Repeat the entries exactly. Leave nothing out.

---

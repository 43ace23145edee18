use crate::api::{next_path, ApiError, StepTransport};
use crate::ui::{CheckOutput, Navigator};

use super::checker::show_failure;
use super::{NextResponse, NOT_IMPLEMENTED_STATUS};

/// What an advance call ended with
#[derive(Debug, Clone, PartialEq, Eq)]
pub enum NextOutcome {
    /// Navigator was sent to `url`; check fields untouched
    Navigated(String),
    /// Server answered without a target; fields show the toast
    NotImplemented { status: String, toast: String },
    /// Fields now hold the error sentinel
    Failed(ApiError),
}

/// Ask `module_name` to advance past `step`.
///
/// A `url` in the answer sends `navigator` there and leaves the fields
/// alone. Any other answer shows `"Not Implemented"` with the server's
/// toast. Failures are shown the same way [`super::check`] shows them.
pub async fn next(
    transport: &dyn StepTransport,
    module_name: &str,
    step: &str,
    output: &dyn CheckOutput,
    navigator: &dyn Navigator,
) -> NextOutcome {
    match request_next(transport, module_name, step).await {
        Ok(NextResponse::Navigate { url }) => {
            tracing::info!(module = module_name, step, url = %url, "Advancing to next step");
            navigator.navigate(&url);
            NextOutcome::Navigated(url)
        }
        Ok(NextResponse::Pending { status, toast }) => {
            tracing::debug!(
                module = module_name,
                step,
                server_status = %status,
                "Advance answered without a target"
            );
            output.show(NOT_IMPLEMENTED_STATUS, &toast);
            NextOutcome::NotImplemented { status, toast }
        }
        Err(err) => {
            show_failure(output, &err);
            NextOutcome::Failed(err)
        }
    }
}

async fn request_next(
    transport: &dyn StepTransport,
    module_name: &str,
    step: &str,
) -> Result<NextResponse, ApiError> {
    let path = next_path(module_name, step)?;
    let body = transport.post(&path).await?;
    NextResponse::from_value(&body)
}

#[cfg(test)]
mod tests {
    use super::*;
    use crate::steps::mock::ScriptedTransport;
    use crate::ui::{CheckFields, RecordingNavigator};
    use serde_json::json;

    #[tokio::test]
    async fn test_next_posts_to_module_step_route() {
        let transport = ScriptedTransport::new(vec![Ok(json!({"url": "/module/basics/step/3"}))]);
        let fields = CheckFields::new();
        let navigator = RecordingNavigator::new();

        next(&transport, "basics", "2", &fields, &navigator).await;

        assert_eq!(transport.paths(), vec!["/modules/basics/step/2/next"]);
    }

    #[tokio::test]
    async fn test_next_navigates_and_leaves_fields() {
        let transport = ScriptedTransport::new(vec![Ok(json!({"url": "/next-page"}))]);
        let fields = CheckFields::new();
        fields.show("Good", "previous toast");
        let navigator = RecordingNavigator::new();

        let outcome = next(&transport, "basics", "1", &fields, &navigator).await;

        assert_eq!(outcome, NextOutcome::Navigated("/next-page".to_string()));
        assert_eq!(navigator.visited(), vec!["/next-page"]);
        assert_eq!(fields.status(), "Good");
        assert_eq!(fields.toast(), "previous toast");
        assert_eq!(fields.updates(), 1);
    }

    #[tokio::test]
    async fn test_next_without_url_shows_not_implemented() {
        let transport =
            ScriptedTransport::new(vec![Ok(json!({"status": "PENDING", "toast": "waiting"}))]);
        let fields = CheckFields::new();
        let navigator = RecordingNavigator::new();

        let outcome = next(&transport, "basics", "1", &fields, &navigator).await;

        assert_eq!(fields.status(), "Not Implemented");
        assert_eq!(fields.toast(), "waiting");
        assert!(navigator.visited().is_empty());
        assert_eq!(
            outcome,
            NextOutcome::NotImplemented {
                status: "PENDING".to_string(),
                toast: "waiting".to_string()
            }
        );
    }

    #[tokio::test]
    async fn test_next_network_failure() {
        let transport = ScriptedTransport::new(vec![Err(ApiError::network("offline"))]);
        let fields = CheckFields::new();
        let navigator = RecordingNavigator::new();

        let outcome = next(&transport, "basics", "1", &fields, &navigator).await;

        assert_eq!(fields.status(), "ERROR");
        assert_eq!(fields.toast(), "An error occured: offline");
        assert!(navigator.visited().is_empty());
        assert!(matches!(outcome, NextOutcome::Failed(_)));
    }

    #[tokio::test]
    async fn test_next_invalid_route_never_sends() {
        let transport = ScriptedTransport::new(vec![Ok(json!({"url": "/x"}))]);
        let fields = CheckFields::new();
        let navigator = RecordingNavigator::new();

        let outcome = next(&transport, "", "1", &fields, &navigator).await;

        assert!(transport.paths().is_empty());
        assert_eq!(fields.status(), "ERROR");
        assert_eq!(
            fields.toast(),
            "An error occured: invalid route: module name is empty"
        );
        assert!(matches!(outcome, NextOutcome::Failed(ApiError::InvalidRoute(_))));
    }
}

---

▸ **EXERCISE ANSWER**
repository 43ace23145edee18
use crate::api::{next_path, ApiError, StepTransport};
use crate::ui::{CheckOutput, Navigator};

use super::checker::show_failure;
use super::{NextResponse, NOT_IMPLEMENTED_STATUS};

/// What an advance call ended with
#[derive(Debug, Clone, PartialEq, Eq)]
pub enum NextOutcome {
    /// Navigator was sent to `url`; check fields untouched
    Navigated(String),
    /// Server answered without a target; fields show the toast
    NotImplemented { status: String, toast: String },
    /// Fields now hold the error sentinel
    Failed(ApiError),
}

/// Ask `module_name` to advance past `step`.
///
/// A `url` in the answer sends `navigator` there and leaves the fields
/// alone. Any other answer shows `"Not Implemented"` with the server's
/// toast. Failures are shown the same way [`super::check`] shows them.
pub async fn next(
    transport: &dyn StepTransport,
    module_name: &str,
    step: &str,
    output: &dyn CheckOutput,
    navigator: &dyn Navigator,
) -> NextOutcome {
    match request_next(transport, module_name, step).await {
        Ok(NextResponse::Navigate { url }) => {
            tracing::info!(module = module_name, step, url = %url, "Advancing to next step");
            navigator.navigate(&url);
            NextOutcome::Navigated(url)
        }
        Ok(NextResponse::Pending { status, toast }) => {
            tracing::debug!(
                module = module_name,
                step,
                server_status = %status,
                "Advance answered without a target"
            );
            output.show(NOT_IMPLEMENTED_STATUS, &toast);
            NextOutcome::NotImplemented { status, toast }
        }
        Err(err) => {
            show_failure(output, &err);
            NextOutcome::Failed(err)
        }
    }
}

async fn request_next(
    transport: &dyn StepTransport,
    module_name: &str,
    step: &str,
) -> Result<NextResponse, ApiError> {
    let path = next_path(module_name, step)?;
    let body = transport.post(&path).await?;
    NextResponse::from_value(&body)
}

#[cfg(test)]
mod tests {
    use super::*;
    use crate::steps::mock::ScriptedTransport;
    use crate::ui::{CheckFields, RecordingNavigator};
    use serde_json::json;

    #[tokio::test]
    async fn test_next_posts_to_module_step_route() {
        let transport = ScriptedTransport::new(vec![Ok(json!({"url": "/module/basics/step/3"}))]);
        let fields = CheckFields::new();
        let navigator = RecordingNavigator::new();

        next(&transport, "basics", "2", &fields, &navigator).await;

        assert_eq!(transport.paths(), vec!["/modules/basics/step/2/next"]);
    }

    #[tokio::test]
    async fn test_next_navigates_and_leaves_fields() {
        let transport = ScriptedTransport::new(vec![Ok(json!({"url": "/next-page"}))]);
        let fields = CheckFields::new();
        fields.show("Good", "previous toast");
        let navigator = RecordingNavigator::new();

        let outcome = next(&transport, "basics", "1", &fields, &navigator).await;

        assert_eq!(outcome, NextOutcome::Navigated("/next-page".to_string()));
        assert_eq!(navigator.visited(), vec!["/next-page"]);
        assert_eq!(fields.status(), "Good");
        assert_eq!(fields.toast(), "previous toast");
        assert_eq!(fields.updates(), 1);
    }

    #[tokio::test]
    async fn test_next_without_url_shows_not_implemented() {
        let transport =
            ScriptedTransport::new(vec![Ok(json!({"status": "PENDING", "toast": "waiting"}))]);
        let fields = CheckFields::new();
        let navigator = RecordingNavigator::new();

        let outcome = next(&transport, "basics", "1", &fields, &navigator).await;

        assert_eq!(fields.status(), "Not Implemented");
        assert_eq!(fields.toast(), "waiting");
        assert!(navigator.visited().is_empty());
        assert_eq!(
            outcome,
            NextOutcome::NotImplemented {
                status: "PENDING".to_string(),
                toast: "waiting".to_string()
            }
        );
    }

    #[tokio::test]
    async fn test_next_network_failure() {
        let transport = ScriptedTransport::new(vec![Err(ApiError::network("offline"))]);
        let fields = CheckFields::new();
        let navigator = RecordingNavigator::new();

        let outcome = next(&transport, "basics", "1", &fields, &navigator).await;

        assert_eq!(fields.status(), "ERROR");
        assert_eq!(fields.toast(), "An error occured: offline");
        assert!(navigator.visited().is_empty());
        assert!(matches!(outcome, NextOutcome::Failed(_)));
    }

    #[tokio::test]
    async fn test_next_invalid_route_never_sends() {
        let transport = ScriptedTransport::new(vec![Ok(json!({"url": "/x"}))]);
        let fields = CheckFields::new();
        let navigator = RecordingNavigator::new();

        let outcome = next(&transport, "", "1", &fields, &navigator).await;

        assert!(transport.paths().is_empty());
        assert_eq!(fields.status(), "ERROR");
        assert_eq!(
            fields.toast(),
            "An error occured: invalid route: module name is empty"
        );
        assert!(matches!(outcome, NextOutcome::Failed(ApiError::InvalidRoute(_))));
    }
}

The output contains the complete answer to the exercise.